[Athen] FW: Structured accessible HTML from PDF

Ron Stewart ron.stewart at dolphinusa.com
Sun Apr 8 06:48:48 PDT 2007

More on the RiverDocs pdf - html solution that was discussed a while back.


-----Original Message-----
From: blindnews-bounces at blindprogramming.com
[mailto:blindnews-bounces at blindprogramming.com] On Behalf Of BlindNews
Mailing List
Sent: Sunday, April 08, 2007 12:57 AM
To: BlindNews at blindprogramming.com
Subject: Structured accessible HTML from PDF

IT-Director.com (UK)
Thursday, March 29, 2007

Structured accessible HTML from PDF

By Peter Abrahams

Peter Abrahams, Practice Leader, Accessibility and Usability, Bloor Research
Published: 29th March 2007

There are hundreds of millions of PDF files on the web. The two main reasons
for this popularity are:

The document always looks the same irrespective of the type of printer,
browser or device. This is important aesthetically but may also have legal
The document is secure; it cannot be altered.

Unfortunately PDF files on the web can be problematic for people with
disabilities, especially users of screen-readers because:

Free screen readers, such as Thunder, do not support PDF documents because
the complexity of the file format has made it too expensive to develop the
support. Commercially available screen readers, such as JAWS, that do
support PDF, are too expensive for a large number of people who use
computers infrequently or access the web via a PC in a library or Internet
Adobe have defined an extension to the PDF format to provide more
information to screen-readers such as alternative text for images and
heading levels to aid navigation around the document.

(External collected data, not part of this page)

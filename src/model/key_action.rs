//! Domain-level keyboard actions independent of key bindings.

/// Domain-level actions that can be mapped to configurable key bindings.
///
/// These represent user intent, not specific keys. The mapping from
/// crossterm::event::KeyEvent to KeyAction is handled by KeyBindings.
#[derive(Debug, Clone, Copy, PartialEq, Eq, Hash)]
pub enum KeyAction {
    // Selection within the focused widget
    /// Select the next item of the focused widget. Default: j/↓
    SelectNext,
    /// Select the previous item of the focused widget. Default: k/↑
    SelectPrev,

    // Scrolling of the focused region (Main or Rail)
    /// Scroll the focused region down by half a page. Default: Ctrl+d/Page Down
    PageDown,
    /// Scroll the focused region up by half a page. Default: Ctrl+u/Page Up
    PageUp,
    /// Jump to the top of the focused region. Default: g/Home
    ScrollToTop,
    /// Jump to the bottom of the focused region. Default: G/End
    ScrollToBottom,

    // Focus navigation
    /// Move focus to the next widget: Sidebar → Composer → Feed → Stories → Groups → Contacts. Default: Tab
    CycleFocus,
    /// Move focus to the previous widget. Default: Shift+Tab
    CycleFocusBack,
    /// Focus the sidebar navigation. Default: 0
    FocusSidebar,
    /// Focus the news feed. Default: 1
    FocusFeed,
    /// Focus the stories widget. Default: 2
    FocusStories,
    /// Focus the suggested groups widget. Default: 3
    FocusGroups,
    /// Focus the chat contacts widget. Default: 4
    FocusContacts,

    // Entity interaction
    /// Activate the selected item (like, view, join, open chat, edit draft). Default: Enter
    Activate,
    /// Like the selected post regardless of focus. Default: l
    Like,

    // Text input
    /// Start editing the post draft. Default: i
    StartCompose,
    /// Start editing the contact filter. Default: /
    StartContactFilter,
    /// Leave text input, or clear the contact filter when not typing. Default: Esc
    Cancel,

    // Chrome
    /// Expand or collapse the sidebar's Explore section. Default: e
    ToggleExplore,

    // Application
    /// Exit the application. Default: q/Ctrl+c
    Quit,
}
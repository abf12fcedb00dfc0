//! Tracing subscriber initialization.
//!
//! The TUI owns the terminal, so logs go to a file instead. Users can
//! follow them with `tail -f` in a separate terminal.

use std::path::{Path, PathBuf};
use thiserror::Error;
use tracing_subscriber::EnvFilter;

/// Filter used when `RUST_LOG` is unset or invalid.
pub const DEFAULT_FILTER: &str = "info";

/// Error type for logging initialization failures.
#[derive(Debug, Error)]
pub enum LoggingError {
    /// Failed to create log directory
    #[error("Failed to create log directory at {path:?}: {source}")]
    DirectoryCreation {
        /// The directory path that failed to be created
        path: PathBuf,
        /// The underlying I/O error
        #[source]
        source: std::io::Error,
    },

    /// Invalid log file path (no UTF-8 filename component)
    #[error("Invalid log file path: {0:?}")]
    InvalidPath(PathBuf),

    /// Tracing subscriber already initialized
    #[error("Tracing subscriber already initialized")]
    SubscriberAlreadySet,
}

/// Split a log file path into its directory and file name.
///
/// A bare file name logs into the current directory.
pub fn split_log_path(log_path: &Path) -> Result<(&Path, &str), LoggingError> {
    let file_name = log_path
        .file_name()
        .and_then(|n| n.to_str())
        .ok_or_else(|| LoggingError::InvalidPath(log_path.to_path_buf()))?;

    let directory = match log_path.parent() {
        Some(parent) if !parent.as_os_str().is_empty() => parent,
        _ => Path::new("."),
    };

    Ok((directory, file_name))
}

/// Filter from `RUST_LOG`, falling back to [`DEFAULT_FILTER`].
pub fn env_filter() -> EnvFilter {
    EnvFilter::try_from_default_env().unwrap_or_else(|_| EnvFilter::new(DEFAULT_FILTER))
}

/// Initialize the global tracing subscriber with file-based logging.
///
/// Creates the log directory if it doesn't exist. The file is appended to,
/// never rotated.
///
/// # Errors
///
/// Fails if the path has no usable file name, the directory cannot be
/// created, or a global subscriber is already installed.
pub fn init(log_path: &Path) -> Result<(), LoggingError> {
    let (directory, file_name) = split_log_path(log_path)?;

    std::fs::create_dir_all(directory).map_err(|source| LoggingError::DirectoryCreation {
        path: directory.to_path_buf(),
        source,
    })?;

    let file_appender = tracing_appender::rolling::never(directory, file_name);

    tracing_subscriber::fmt()
        .with_env_filter(env_filter())
        .with_writer(file_appender)
        .with_ansi(false)
        .with_target(false)
        .try_init()
        .map_err(|_| LoggingError::SubscriberAlreadySet)
}

#[cfg(test)]
#[path = "logging_tests.rs"]
mod tests;
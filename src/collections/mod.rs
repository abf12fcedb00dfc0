//! Entity collections with copy-on-write snapshots.
//!
//! Every collection is an `Arc<[T]>`. Readers clone the `Arc` and keep a
//! consistent view for as long as they like. Update operations never touch
//! the existing slices: they build a new slice for the one collection that
//! changes and share the other three with the previous value.
//!
//! Unknown ids are not errors here. An update naming an id that is not present
//! returns a value sharing every slice with `self`.

use crate::model::{ChatContact, ContactId, Group, GroupId, Post, PostId, SeedData, Story, StoryId};
use std::sync::Arc;

/// Point-in-time value of all four entity collections.
///
/// Cloning is four reference-count bumps.
#[derive(Debug, Clone, PartialEq, Eq)]
pub struct Collections {
    posts: Arc<[Post]>,
    stories: Arc<[Story]>,
    groups: Arc<[Group]>,
    contacts: Arc<[ChatContact]>,
}

impl Collections {
    /// Build collections from owned vectors, preserving their order.
    pub fn new(
        posts: Vec<Post>,
        stories: Vec<Story>,
        groups: Vec<Group>,
        contacts: Vec<ChatContact>,
    ) -> Self {
        Self {
            posts: posts.into(),
            stories: stories.into(),
            groups: groups.into(),
            contacts: contacts.into(),
        }
    }

    /// Build collections from a seed dataset. The seed's user is not an entity.
    pub fn from_seed(seed: SeedData) -> Self {
        Self::new(seed.posts, seed.stories, seed.groups, seed.contacts)
    }

    // ===== Read accessors =====

    /// Ordered snapshot of all posts.
    pub fn posts(&self) -> Arc<[Post]> {
        Arc::clone(&self.posts)
    }

    /// Ordered snapshot of all stories.
    pub fn stories(&self) -> Arc<[Story]> {
        Arc::clone(&self.stories)
    }

    /// Ordered snapshot of all groups.
    pub fn groups(&self) -> Arc<[Group]> {
        Arc::clone(&self.groups)
    }

    /// Ordered snapshot of all chat contacts.
    pub fn contacts(&self) -> Arc<[ChatContact]> {
        Arc::clone(&self.contacts)
    }

    /// Look up a post by id.
    pub fn post(&self, id: &PostId) -> Option<&Post> {
        self.posts.iter().find(|p| p.id() == id)
    }

    /// Look up a story by id.
    pub fn story(&self, id: &StoryId) -> Option<&Story> {
        self.stories.iter().find(|s| s.id() == id)
    }

    /// Look up a group by id.
    pub fn group(&self, id: &GroupId) -> Option<&Group> {
        self.groups.iter().find(|g| g.id() == id)
    }

    /// Look up a contact by id.
    pub fn contact(&self, id: &ContactId) -> Option<&ChatContact> {
        self.contacts.iter().find(|c| c.id() == id)
    }

    /// True when every collection is the very same allocation as in `other`.
    ///
    /// A no-op update yields a value for which this holds.
    pub fn shares_storage_with(&self, other: &Collections) -> bool {
        Arc::ptr_eq(&self.posts, &other.posts)
            && Arc::ptr_eq(&self.stories, &other.stories)
            && Arc::ptr_eq(&self.groups, &other.groups)
            && Arc::ptr_eq(&self.contacts, &other.contacts)
    }

    // ===== Copy-on-write updates =====

    /// Add `delta` to a contact's unread count, clamping the result at zero.
    pub fn update_unread_count(&self, id: &ContactId, delta: i64) -> Self {
        Self {
            contacts: replace_one(&self.contacts, |c| c.id() == id, |c| {
                c.with_unread_delta(delta)
            }),
            ..self.clone()
        }
    }

    /// Add exactly one like to a post.
    pub fn increment_likes(&self, id: &PostId) -> Self {
        Self {
            posts: replace_one(&self.posts, |p| p.id() == id, Post::liked),
            ..self.clone()
        }
    }

    /// Mark a story viewed. Viewing an already viewed story changes nothing.
    pub fn mark_story_viewed(&self, id: &StoryId) -> Self {
        Self {
            stories: replace_one(
                &self.stories,
                |s| s.id() == id && !s.is_viewed(),
                Story::viewed,
            ),
            ..self.clone()
        }
    }

    /// Resolve the group a join request refers to.
    ///
    /// Membership is not modelled, so the collections never change. The
    /// returned group feeds the join notification; `None` means the id is
    /// stale and nothing should be announced.
    pub fn mark_group_joined(&self, id: &GroupId) -> Option<&Group> {
        self.group(id)
    }
}

/// Replace the first element matching `pred` with `update(element)`.
///
/// Returns the original `Arc` untouched when nothing matches.
fn replace_one<T, P, U>(items: &Arc<[T]>, pred: P, update: U) -> Arc<[T]>
where
    T: Clone,
    P: Fn(&T) -> bool,
    U: FnOnce(&T) -> T,
{
    let Some(idx) = items.iter().position(pred) else {
        return Arc::clone(items);
    };

    let mut next = items.to_vec();
    next[idx] = update(&items[idx]);
    next.into()
}

#[cfg(test)]
#[path = "collections_tests.rs"]
mod tests;
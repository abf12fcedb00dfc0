//! Layout dimension constants for TUI rendering.
//!
//! Region geometry comes from [`crate::layout`]; these are the row-level
//! details inside each region.

/// Terminal size assumed when the backend cannot report one.
pub const FALLBACK_TERMINAL_SIZE: (u16, u16) = (120, 40);

/// Blank rows between two cards in a scrolling column.
pub const CARD_GAP_ROWS: usize = 1;

/// Width of the avatar fallback plus its trailing space (`OL `).
pub const AVATAR_WIDTH: usize = 3;

/// Marker drawn before a story the user has not opened yet.
pub const UNVIEWED_MARKER: &str = "●";

/// Marker drawn before a story the user has already opened.
pub const VIEWED_MARKER: &str = "○";

/// Marker drawn per avatar in a group's avatar stack.
pub const GROUP_AVATAR_MARKER: &str = "◉";

/// Appended to text cut at the region edge.
pub const ELLIPSIS: &str = "…";
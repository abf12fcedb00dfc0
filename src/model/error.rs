//! Error types for the feedshell application.
//!
//! The core (collections, controller, layout) has no error type at all: every
//! operation there is total and degrades to a no-op. Errors only exist at the
//! shell boundary and are composed here with `thiserror`.
//!
//! # Error Hierarchy
//!
//! - [`AppError`] - Top-level error returned from `main`
//!   - [`InvalidEntityId`] - Seed data carried an empty id
//!   - [`ConfigError`] - Config file unreadable or not valid TOML
//!   - [`LoggingError`] - Log directory or subscriber setup failed
//!   - [`TuiError`] - Event loop or drawing failed
//!   - `std::io::Error` - Terminal setup failed

use crate::config::ConfigError;
use crate::logging::LoggingError;
use crate::model::identifiers::InvalidEntityId;
use crate::view::TuiError;
use thiserror::Error;

/// Top-level application error encompassing all fatal failure modes.
///
/// All are fatal: the process restores the terminal and exits non-zero.
#[derive(Debug, Error)]
pub enum AppError {
    /// Seed dataset contained an invalid identifier.
    #[error("Invalid seed data: {0}")]
    Seed(#[from] InvalidEntityId),

    /// Configuration could not be loaded.
    #[error("Configuration error: {0}")]
    Config(#[from] ConfigError),

    /// Logging could not be initialized.
    #[error("Logging error: {0}")]
    Logging(#[from] LoggingError),

    /// Terminal or TUI rendering error.
    #[error("Terminal error: {0}")]
    Terminal(#[from] std::io::Error),

    /// Event loop or drawing failed.
    #[error("TUI error: {0}")]
    Tui(#[from] TuiError),

    /// Malformed `--layout` argument.
    #[error("Invalid viewport '{0}': expected WIDTHxHEIGHT, e.g. 1920x1080")]
    InvalidViewport(String),
}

Most existing PDF
files have not been created as accessible PDF, and the task of converting
existing documents is complex and not always achievable.
Creating new documents as accessible PDF is perfectly possible and
straightforward but requires the use of specific tools and the understanding
and cooperation of the document originators. So it is inevitable that many
new documents will be produced that are not accessible.

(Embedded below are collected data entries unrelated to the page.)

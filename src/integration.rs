//! Pure core integration functions.
//!
//! Glue between the resolved configuration and the core: building the
//! session state the event loop starts from, and parsing viewport sizes for
//! `--layout`. Everything here is testable without a terminal.

use crate::config::ResolvedConfig;
use crate::model::{AppError, SeedData};
use crate::state::{Action, AppState, NavState};
use tracing::info;

/// Build the starting session state from configuration.
///
/// The demo dataset is seeded with the configured user name, navigation
/// state and notice capacity. A non-empty `initial_filter` is applied to
/// the chat contacts.
///
/// # Errors
///
/// Fails only if the seed data carries an invalid id.
pub fn initial_state(
    config: &ResolvedConfig,
    initial_filter: Option<&str>,
) -> Result<AppState, AppError> {
    let mut seed = SeedData::demo()?;
    seed.user = seed.user.renamed(config.user_name.as_str());

    let mut state = AppState::new(seed, config.notice_capacity);
    state.nav = NavState::new(
        config.active_path.as_str(),
        config.active_nav,
        config.explore_expanded,
    );

    if let Some(filter) = initial_filter.filter(|f| !f.is_empty()) {
        state.dispatch(Action::SetContactFilter(filter.to_string()));
    }

    info!(
        user = %state.user().name(),
        posts = state.controller().posts().len(),
        contacts = state.controller().visible_contacts().len(),
        "Session state seeded"
    );

    Ok(state)
}

/// Parse a `WIDTHxHEIGHT` viewport such as `1920x1080`.
///
/// Accepts `x` or `X` as the separator and surrounding whitespace.
///
/// # Errors
///
/// [`AppError::InvalidViewport`] when either side is missing or not a
/// non-negative integer.
pub fn parse_viewport(raw: &str) -> Result<(u32, u32), AppError> {
    let invalid = || AppError::InvalidViewport(raw.to_string());
    let (width, height) = raw
        .trim()
        .split_once(['x', 'X'])
        .ok_or_else(invalid)?;
    let width = width.trim().parse().map_err(|_| invalid())?;
    let height = height.trim().parse().map_err(|_| invalid())?;
    Ok((width, height))
}

#[cfg(test)]
mod tests {
    use super::*;
    use crate::model::HeaderNav;

    // ===== initial_state Tests =====

    #[test]
    fn default_config_seeds_demo_session() {
        let state = initial_state(&ResolvedConfig::default(), None).unwrap();
        assert_eq!(state.user().name(), "Olenna Mason");
        assert_eq!(state.controller().posts().len(), 3);
        assert_eq!(state.controller().visible_contacts().len(), 6);
        assert_eq!(state.nav.active_path(), "/news-feed");
    }

    #[test]
    fn configured_user_and_nav_are_applied() {
        let config = ResolvedConfig {
            user_name: "Jon Snow".to_string(),
            active_path: "/watch".to_string(),
            active_nav: HeaderNav::Friends,
            explore_expanded: true,
            ..ResolvedConfig::default()
        };
        let state = initial_state(&config, None).unwrap();

        assert_eq!(state.user().name(), "Jon Snow");
        assert_eq!(state.user().composer_prompt(), "What's on your mind, Jon?");
        assert_eq!(state.nav.active_path(), "/watch");
        assert_eq!(state.nav.active_nav(), HeaderNav::Friends);
        assert!(state.nav.explore_expanded());
    }

    #[test]
    fn initial_filter_narrows_contacts() {
        let state = initial_state(&ResolvedConfig::default(), Some("LL")).unwrap();
        let names: Vec<String> = state
            .controller()
            .visible_contacts()
            .iter()
            .map(|c| c.display_name().to_string())
            .collect();
        assert_eq!(names, vec!["Bob Williams", "Edward Cullen", "Fiona Gallagher"]);
    }

    #[test]
    fn empty_initial_filter_is_ignored() {
        let state = initial_state(&ResolvedConfig::default(), Some("")).unwrap();
        assert_eq!(state.notices().updates_received(), 0);
    }

    // ===== parse_viewport Tests =====

    #[test]
    fn parses_width_by_height() {
        assert_eq!(parse_viewport("1920x1080").unwrap(), (1920, 1080));
        assert_eq!(parse_viewport(" 800X600 ").unwrap(), (800, 600));
        assert_eq!(parse_viewport("0x0").unwrap(), (0, 0));
    }

    #[test]
    fn rejects_malformed_viewports() {
        for raw in ["1920", "x1080", "1920x", "wide x tall", "-1x10", "1920*1080"] {
            assert!(
                matches!(parse_viewport(raw), Err(AppError::InvalidViewport(_))),
                "{raw} should be rejected"
            );
        }
    }
}
//! Application state and transitions.
//!
//! AppState is the root state type containing all UI state. The feed data
//! itself is owned by the [`FeedController`]; everything else here is
//! selection, focus, text input and scrolling, all changed by plain methods
//! that can be tested without a terminal.

use crate::collections::Collections;
use crate::layout::{Region, ScrollSlot, ScrollSlots};
use crate::model::{SeedData, UserProfile};
use crate::state::action::{Action, Outcome};
use crate::state::controller::FeedController;
use crate::state::notice_board::NoticeBoard;
use crate::state::sidebar::{NavState, SidebarEntry};
use crate::state::text_input::TextInput;
use tracing::debug;

// ===== FocusPane =====

/// Which widget has keyboard focus.
#[derive(Debug, Clone, Copy, PartialEq, Eq, Default)]
pub enum FocusPane {
    /// Sidebar navigation.
    Sidebar,
    /// Post composer at the top of the feed.
    Composer,
    /// News feed posts.
    #[default]
    Feed,
    /// Stories widget in the rail.
    Stories,
    /// Suggested groups in the rail.
    Groups,
    /// Chat contacts in the rail.
    Contacts,
}

impl FocusPane {
    /// Focus cycle order.
    pub const CYCLE: [FocusPane; 6] = [
        FocusPane::Sidebar,
        FocusPane::Composer,
        FocusPane::Feed,
        FocusPane::Stories,
        FocusPane::Groups,
        FocusPane::Contacts,
    ];

    /// The region that contains this widget.
    pub fn region(self) -> Region {
        match self {
            FocusPane::Sidebar => Region::Sidebar,
            FocusPane::Composer | FocusPane::Feed => Region::Main,
            FocusPane::Stories | FocusPane::Groups | FocusPane::Contacts => Region::Rail,
        }
    }

    fn step(self, forward: bool) -> FocusPane {
        let len = Self::CYCLE.len();
        let idx = Self::CYCLE.iter().position(|p| *p == self).unwrap_or(0);
        let next = if forward { (idx + 1) % len } else { (idx + len - 1) % len };
        Self::CYCLE[next]
    }
}

// ===== InputMode =====

/// What text field, if any, is receiving typed characters.
#[derive(Debug, Clone, PartialEq, Eq, Default)]
pub enum InputMode {
    /// Keys are interpreted through the key bindings.
    #[default]
    Normal,
    /// Typing into the post composer.
    EditingDraft(TextInput),
    /// Typing into the chat search box.
    EditingFilter(TextInput),
}

impl InputMode {
    /// True while a text field is being edited.
    pub fn is_editing(&self) -> bool {
        !matches!(self, InputMode::Normal)
    }
}

// ===== Selection =====

/// Selected row of every list widget.
#[derive(Debug, Clone, Copy, PartialEq, Eq, Default)]
pub struct Selection {
    /// Index into the sidebar entries.
    pub sidebar: usize,
    /// Index into the posts.
    pub feed: usize,
    /// Index into the stories.
    pub story: usize,
    /// Index into the groups.
    pub group: usize,
    /// Index into the visible (filtered) contacts.
    pub contact: usize,
}

// ===== AppState =====

/// Root UI state.
#[derive(Debug)]
pub struct AppState {
    user: UserProfile,
    controller: FeedController<NoticeBoard>,

    /// Sidebar and header navigation.
    pub nav: NavState,

    /// Focused widget.
    pub focus: FocusPane,

    /// Current text input target.
    pub input_mode: InputMode,

    /// Selected row per widget.
    pub selection: Selection,

    /// Independent scroll offsets of the main column and the rail.
    pub scroll: ScrollSlots,

    /// Set when the selection moved and the view should scroll it into sight.
    pub follow_selection: bool,
}

impl AppState {
    /// Seed a session.
    pub fn new(seed: SeedData, notice_capacity: usize) -> Self {
        let user = seed.user.clone();
        let collections = Collections::from_seed(seed);
        Self {
            user,
            controller: FeedController::new(collections, NoticeBoard::new(notice_capacity)),
            nav: NavState::default(),
            focus: FocusPane::default(),
            input_mode: InputMode::Normal,
            selection: Selection::default(),
            scroll: ScrollSlots::new(),
            follow_selection: false,
        }
    }

    /// Signed-in user.
    pub fn user(&self) -> &UserProfile {
        &self.user
    }

    /// The feed controller.
    pub fn controller(&self) -> &FeedController<NoticeBoard> {
        &self.controller
    }

    /// Notices pushed by the controller.
    pub fn notices(&self) -> &NoticeBoard {
        self.controller.presenter()
    }

    /// Apply a feed action, keeping selections valid afterwards.
    pub fn dispatch(&mut self, action: Action) -> Outcome {
        let outcome = self.controller.dispatch(action);
        self.clamp_selection();
        outcome
    }

    // ===== Focus =====

    /// Focus a specific widget.
    pub fn focus_on(&mut self, pane: FocusPane) {
        self.focus = pane;
        self.follow_selection = true;
    }

    /// Move focus forward through [`FocusPane::CYCLE`].
    pub fn cycle_focus(&mut self) {
        self.focus_on(self.focus.step(true));
    }

    /// Move focus backward through [`FocusPane::CYCLE`].
    pub fn cycle_focus_back(&mut self) {
        self.focus_on(self.focus.step(false));
    }

    /// Scroll slot of the focused widget; `None` for the sidebar.
    pub fn focused_slot(&self) -> Option<ScrollSlot> {
        self.focus.region().scroll_slot()
    }

    // ===== Selection =====

    /// Number of rows in the focused widget.
    pub fn focused_len(&self) -> usize {
        match self.focus {
            FocusPane::Sidebar => self.nav.entries().len(),
            FocusPane::Composer => 1,
            FocusPane::Feed => self.controller.posts().len(),
            FocusPane::Stories => self.controller.stories().len(),
            FocusPane::Groups => self.controller.groups().len(),
            FocusPane::Contacts => self.controller.visible_contacts().len(),
        }
    }

    /// Selected row of the focused widget.
    pub fn focused_index(&self) -> usize {
        match self.focus {
            FocusPane::Sidebar => self.selection.sidebar,
            FocusPane::Composer => 0,
            FocusPane::Feed => self.selection.feed,
            FocusPane::Stories => self.selection.story,
            FocusPane::Groups => self.selection.group,
            FocusPane::Contacts => self.selection.contact,
        }
    }

    /// Select row `index` of the focused widget, clamped to its length.
    pub fn select(&mut self, index: usize) {
        let index = index.min(self.focused_len().saturating_sub(1));
        match self.focus {
            FocusPane::Sidebar => self.selection.sidebar = index,
            FocusPane::Composer => {}
            FocusPane::Feed => self.selection.feed = index,
            FocusPane::Stories => self.selection.story = index,
            FocusPane::Groups => self.selection.group = index,
            FocusPane::Contacts => self.selection.contact = index,
        }
        self.follow_selection = true;
    }

    /// Select the next row, stopping at the last one.
    pub fn select_next(&mut self) {
        self.select(self.focused_index().saturating_add(1));
    }

    /// Select the previous row, stopping at the first one.
    pub fn select_prev(&mut self) {
        self.select(self.focused_index().saturating_sub(1));
    }

    fn clamp_selection(&mut self) {
        let clamp = |i: usize, len: usize| i.min(len.saturating_sub(1));
        self.selection.sidebar = clamp(self.selection.sidebar, self.nav.entries().len());
        self.selection.feed = clamp(self.selection.feed, self.controller.posts().len());
        self.selection.story = clamp(self.selection.story, self.controller.stories().len());
        self.selection.group = clamp(self.selection.group, self.controller.groups().len());
        self.selection.contact = clamp(
            self.selection.contact,
            self.controller.visible_contacts().len(),
        );
    }

    // ===== Activation =====

    /// Like the selected post.
    pub fn like_selected(&mut self) -> Outcome {
        match self.controller.posts().get(self.selection.feed) {
            Some(post) => {
                let id = post.id().clone();
                self.dispatch(Action::Like(id))
            }
            None => Outcome::Ignored,
        }
    }

    /// Activate the selected row of the focused widget.
    ///
    /// Sidebar links become the active path, the Explore toggle flips, the
    /// composer opens for editing, posts are liked, stories viewed, groups
    /// joined and chats opened.
    pub fn activate(&mut self) -> Outcome {
        match self.focus {
            FocusPane::Sidebar => {
                match self.nav.entries().get(self.selection.sidebar).copied() {
                    Some(SidebarEntry::Nav(item)) => self.nav.set_active_path(item.href),
                    Some(SidebarEntry::ExploreToggle) => self.toggle_explore(),
                    None => return Outcome::Ignored,
                }
                Outcome::Applied
            }
            FocusPane::Composer => {
                self.start_compose();
                Outcome::Applied
            }
            FocusPane::Feed => self.like_selected(),
            FocusPane::Stories => match self.controller.stories().get(self.selection.story) {
                Some(story) => {
                    let id = story.id().clone();
                    self.dispatch(Action::ViewStory(id))
                }
                None => Outcome::Ignored,
            },
            FocusPane::Groups => match self.controller.groups().get(self.selection.group) {
                Some(group) => {
                    let id = group.id().clone();
                    self.dispatch(Action::JoinGroup(id))
                }
                None => Outcome::Ignored,
            },
            FocusPane::Contacts => {
                match self.controller.visible_contacts().get(self.selection.contact) {
                    Some(contact) => {
                        let id = contact.id().clone();
                        self.dispatch(Action::OpenContact(id))
                    }
                    None => Outcome::Ignored,
                }
            }
        }
    }

    /// Expand or collapse the sidebar's Explore section.
    pub fn toggle_explore(&mut self) {
        self.nav.toggle_explore();
        self.clamp_selection();
    }

    // ===== Text input =====

    /// Start typing into the composer, continuing the current draft.
    pub fn start_compose(&mut self) {
        self.focus = FocusPane::Composer;
        self.input_mode = InputMode::EditingDraft(TextInput::with_text(self.controller.draft()));
        self.follow_selection = true;
    }

    /// Start typing into the chat search box, continuing the current filter.
    pub fn start_contact_filter(&mut self) {
        self.focus = FocusPane::Contacts;
        self.input_mode =
            InputMode::EditingFilter(TextInput::with_text(self.controller.contact_filter()));
        self.follow_selection = true;
    }

    /// Apply an edit to the active text field and forward the new text.
    ///
    /// No-op outside text input.
    pub fn edit_input(&mut self, edit: impl FnOnce(TextInput) -> TextInput) {
        match std::mem::take(&mut self.input_mode) {
            InputMode::Normal => {}
            InputMode::EditingDraft(input) => {
                let input = edit(input);
                let changed = input.text() != self.controller.draft();
                let text = input.text().to_string();
                self.input_mode = InputMode::EditingDraft(input);
                if changed {
                    self.dispatch(Action::ComposeDraft(text));
                }
            }
            InputMode::EditingFilter(input) => {
                let input = edit(input);
                let changed = input.text() != self.controller.contact_filter();
                let text = input.text().to_string();
                self.input_mode = InputMode::EditingFilter(input);
                if changed {
                    self.dispatch(Action::SetContactFilter(text));
                    self.selection.contact = 0;
                }
            }
        }
    }

    /// Confirm the active text field.
    ///
    /// The composer submits its draft and closes only when the submission
    /// was accepted; the chat search box simply closes, keeping its filter.
    pub fn submit_input(&mut self) -> Outcome {
        match self.input_mode {
            InputMode::Normal => Outcome::Ignored,
            InputMode::EditingDraft(_) => {
                let outcome = self.dispatch(Action::SubmitDraft);
                if outcome.changed_state() {
                    self.input_mode = InputMode::Normal;
                }
                outcome
            }
            InputMode::EditingFilter(_) => {
                self.input_mode = InputMode::Normal;
                Outcome::Applied
            }
        }
    }

    /// Leave text input (keeping the text), or outside text input clear
    /// the contact filter and then the latest notice.
    pub fn cancel(&mut self) {
        if self.input_mode.is_editing() {
            self.input_mode = InputMode::Normal;
            return;
        }
        if !self.controller.contact_filter().is_empty() {
            self.dispatch(Action::SetContactFilter(String::new()));
            return;
        }
        debug!("Dismissing latest notice");
        self.controller.presenter_mut().dismiss();
    }

    // ===== Scrolling =====

    /// Scroll the focused region by `delta` rows. The sidebar does not scroll.
    pub fn scroll_focused(&mut self, delta: isize) {
        if let Some(slot) = self.focused_slot() {
            self.scroll.scroll_by(slot, delta);
            self.follow_selection = false;
        }
    }

    /// Select the first row and scroll the focused region to its top.
    pub fn jump_to_top(&mut self) {
        self.select(0);
        if let Some(slot) = self.focused_slot() {
            self.scroll.scroll_to(slot, 0);
        }
    }

    /// Select the last row and scroll the focused region to its end.
    ///
    /// The offset is clamped to the content height at render time.
    pub fn jump_to_bottom(&mut self) {
        self.select(usize::MAX);
        if let Some(slot) = self.focused_slot() {
            self.scroll.scroll_to(slot, usize::MAX);
        }
        self.follow_selection = false;
    }
}

#[cfg(test)]
#[path = "app_state_tests.rs"]
mod tests;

PDF documents are an ideal format for downloading off the web and printing
out, but because of all the above reasons there is a need to provide these
documents in an alternative format. The obvious alternative is for the
document to be available in HTML that is designed for use by users who are
blind or have a vision-impairment. The user is not interested in the
document looking identical to the original but needs a document that can be
read efficiently using a screen reader; to do this the document must:

Be linearised, that is any text in multiple columns or around pictures, in
the original, must be presented in the correct order.
Have alternative text for any images.
Mark up tables so that information can be accurately and quickly found in
Include document structure information such as headings, so that the user
can navigate quickly around and find the relevant information.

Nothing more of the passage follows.